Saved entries

☆ ☆ ☆ ☆ ☆ ☆ ☆

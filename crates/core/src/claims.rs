use serde_json::{Map, Value};
use thiserror::Error;

use crate::{Principal, RejectReason, Role, SubjectId};

#[derive(Debug, Error, Clone, PartialEq, Eq)]
pub enum ClaimsError {
    #[error("payload is not valid JSON")]
    NotJson,

    #[error("payload is not a JSON object")]
    NotObject,

    #[error("missing claim '{0}'")]
    Missing(&'static str),

    #[error("claim '{0}' is not a string")]
    NotAString(&'static str),

    #[error("unknown role '{0}'")]
    UnknownRole(String),
}

impl ClaimsError {
    /// Coarse category for server-side logs.
    pub fn reason(&self) -> RejectReason {
        match self {
            ClaimsError::NotJson | ClaimsError::NotObject => RejectReason::Format,
            ClaimsError::Missing(_) | ClaimsError::NotAString(_) | ClaimsError::UnknownRole(_) => {
                RejectReason::Semantic
            }
        }
    }
}

/// Validate a decoded payload and build the principal it describes.
///
/// Only call this on bytes whose signature has already been checked.
///
/// - `subjectId`, `role`, `email`, `displayName` must be present and strings
/// - `role` must name a member of [`Role`]
/// - `issuedAt` falls back to `now` when absent or not an integer; tokens
///   minted before the field existed stay valid
/// - unknown keys are ignored
pub fn parse_claims(payload: &[u8], now: i64) -> Result<Principal, ClaimsError> {
    let value: Value = serde_json::from_slice(payload).map_err(|_| ClaimsError::NotJson)?;
    let Value::Object(map) = value else {
        return Err(ClaimsError::NotObject);
    };

    let subject_id = required_str(&map, "subjectId")?;
    let role = required_str(&map, "role")?;
    let email = required_str(&map, "email")?;
    let display_name = required_str(&map, "displayName")?;

    let role: Role = role
        .parse()
        .map_err(|_| ClaimsError::UnknownRole(role.to_string()))?;

    let issued_at = map.get("issuedAt").and_then(Value::as_i64).unwrap_or(now);

    Ok(Principal {
        subject_id: SubjectId::new(subject_id),
        role,
        email: email.to_string(),
        display_name: display_name.to_string(),
        issued_at,
    })
}

fn required_str<'a>(map: &'a Map<String, Value>, key: &'static str) -> Result<&'a str, ClaimsError> {
    match map.get(key) {
        None => Err(ClaimsError::Missing(key)),
        Some(Value::String(s)) => Ok(s),
        Some(_) => Err(ClaimsError::NotAString(key)),
    }
}

#[cfg(test)]
mod tests {
    use serde_json::json;

    use super::*;

    const NOW: i64 = 1_750_000_000;

    fn full() -> Value {
        json!({
            "subjectId": "u-9",
            "role": "ADMIN",
            "email": "a@example.com",
            "displayName": "Ada",
            "issuedAt": 1_700_000_000,
        })
    }

    fn parse(value: &Value) -> Result<Principal, ClaimsError> {
        parse_claims(&serde_json::to_vec(value).unwrap(), NOW)
    }

    #[test]
    fn parses_complete_payload() {
        let p = parse(&full()).unwrap();
        assert_eq!(p.subject_id.as_str(), "u-9");
        assert_eq!(p.role, Role::Admin);
        assert_eq!(p.email, "a@example.com");
        assert_eq!(p.display_name, "Ada");
        assert_eq!(p.issued_at, 1_700_000_000);
    }

    #[test]
    fn missing_issued_at_is_backfilled() {
        let mut v = full();
        v.as_object_mut().unwrap().remove("issuedAt");
        assert_eq!(parse(&v).unwrap().issued_at, NOW);
    }

    #[test]
    fn non_integer_issued_at_is_backfilled() {
        for bad in [json!("yesterday"), json!(1.5), json!(null), json!([1])] {
            let mut v = full();
            v["issuedAt"] = bad;
            assert_eq!(parse(&v).unwrap().issued_at, NOW);
        }
    }

    #[test]
    fn every_string_claim_is_required() {
        for key in ["subjectId", "role", "email", "displayName"] {
            let mut v = full();
            v.as_object_mut().unwrap().remove(key);
            assert_eq!(parse(&v).unwrap_err(), ClaimsError::Missing(key));
        }
    }

    #[test]
    fn string_claims_must_be_strings() {
        for key in ["subjectId", "role", "email", "displayName"] {
            let mut v = full();
            v[key] = json!(12);
            assert_eq!(parse(&v).unwrap_err(), ClaimsError::NotAString(key));
        }
    }

    #[test]
    fn unknown_role_rejected() {
        let mut v = full();
        v["role"] = json!("OWNER");
        let err = parse(&v).unwrap_err();
        assert_eq!(err, ClaimsError::UnknownRole("OWNER".to_string()));
        assert_eq!(err.reason(), RejectReason::Semantic);
    }

    #[test]
    fn non_object_payloads_are_format_errors() {
        assert_eq!(parse_claims(b"not json", NOW).unwrap_err(), ClaimsError::NotJson);
        let err = parse_claims(b"[1,2,3]", NOW).unwrap_err();
        assert_eq!(err, ClaimsError::NotObject);
        assert_eq!(err.reason(), RejectReason::Format);
    }

    #[test]
    fn extra_keys_are_ignored() {
        let mut v = full();
        v["theme"] = json!("dark");
        assert!(parse(&v).is_ok());
    }
}
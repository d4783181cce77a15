use async_trait::async_trait;
use tracing::debug;

use gatehouse_core::{
    Principal, RejectReason, SessionVerifier, SigningSecret, parse_claims, split_token, unix_now,
};

use crate::b64::Base64Decoder;
use crate::crypto::{HmacKey, hex_lower, timing_safe_equal};

const SIGNATURE_HEX_LEN: usize = 64;

/// Edge-side session token verifier.
///
/// Same acceptance rules as `gatehouse_auth::TokenCodec::decode`, in the
/// same order: framing, signature, base64, claims.
#[derive(Debug, Clone)]
pub struct EdgeVerifier {
    key: HmacKey,
    decoder: Base64Decoder,
}

impl EdgeVerifier {
    pub async fn new(secret: &SigningSecret) -> Self {
        Self {
            key: HmacKey::import(secret).await,
            decoder: Base64Decoder::detect(),
        }
    }

    pub fn with_decoder(mut self, decoder: Base64Decoder) -> Self {
        self.decoder = decoder;
        self
    }

    pub async fn verify_at(&self, token: &str, now: i64) -> Option<Principal> {
        match self.check(token, now).await {
            Ok(principal) => Some(principal),
            Err(reason) => {
                debug!(reason = reason.as_str(), "edge rejected session token");
                None
            }
        }
    }

    /// Verify keeping the rejection category. Server-side diagnostics only.
    pub async fn check(&self, token: &str, now: i64) -> Result<Principal, RejectReason> {
        let (payload, signature) = split_token(token).ok_or(RejectReason::Format)?;

        if signature.len() != SIGNATURE_HEX_LEN {
            return Err(RejectReason::Integrity);
        }
        let expected = hex_lower(&self.key.sign(payload.as_bytes()).await);
        if !timing_safe_equal(expected.as_bytes(), signature.as_bytes()) {
            return Err(RejectReason::Integrity);
        }

        let bytes = self.decoder.decode(payload).ok_or(RejectReason::Format)?;
        parse_claims(&bytes, now).map_err(|e| e.reason())
    }
}

#[async_trait]
impl SessionVerifier for EdgeVerifier {
    async fn verify(&self, token: &str) -> Option<Principal> {
        self.verify_at(token, unix_now()).await
    }
}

☆ ☆ ☆ ☆ ☆ ☆ ☆

-- WORK INSTRUCTIONS --
If a line in the entries includes the word "Option", copy that line out.

-- OUTPUT BELOW --
    pub async fn verify_at(&self, token: &str, now: i64) -> Option<Principal> {
    async fn verify(&self, token: &str) -> Option<Principal> {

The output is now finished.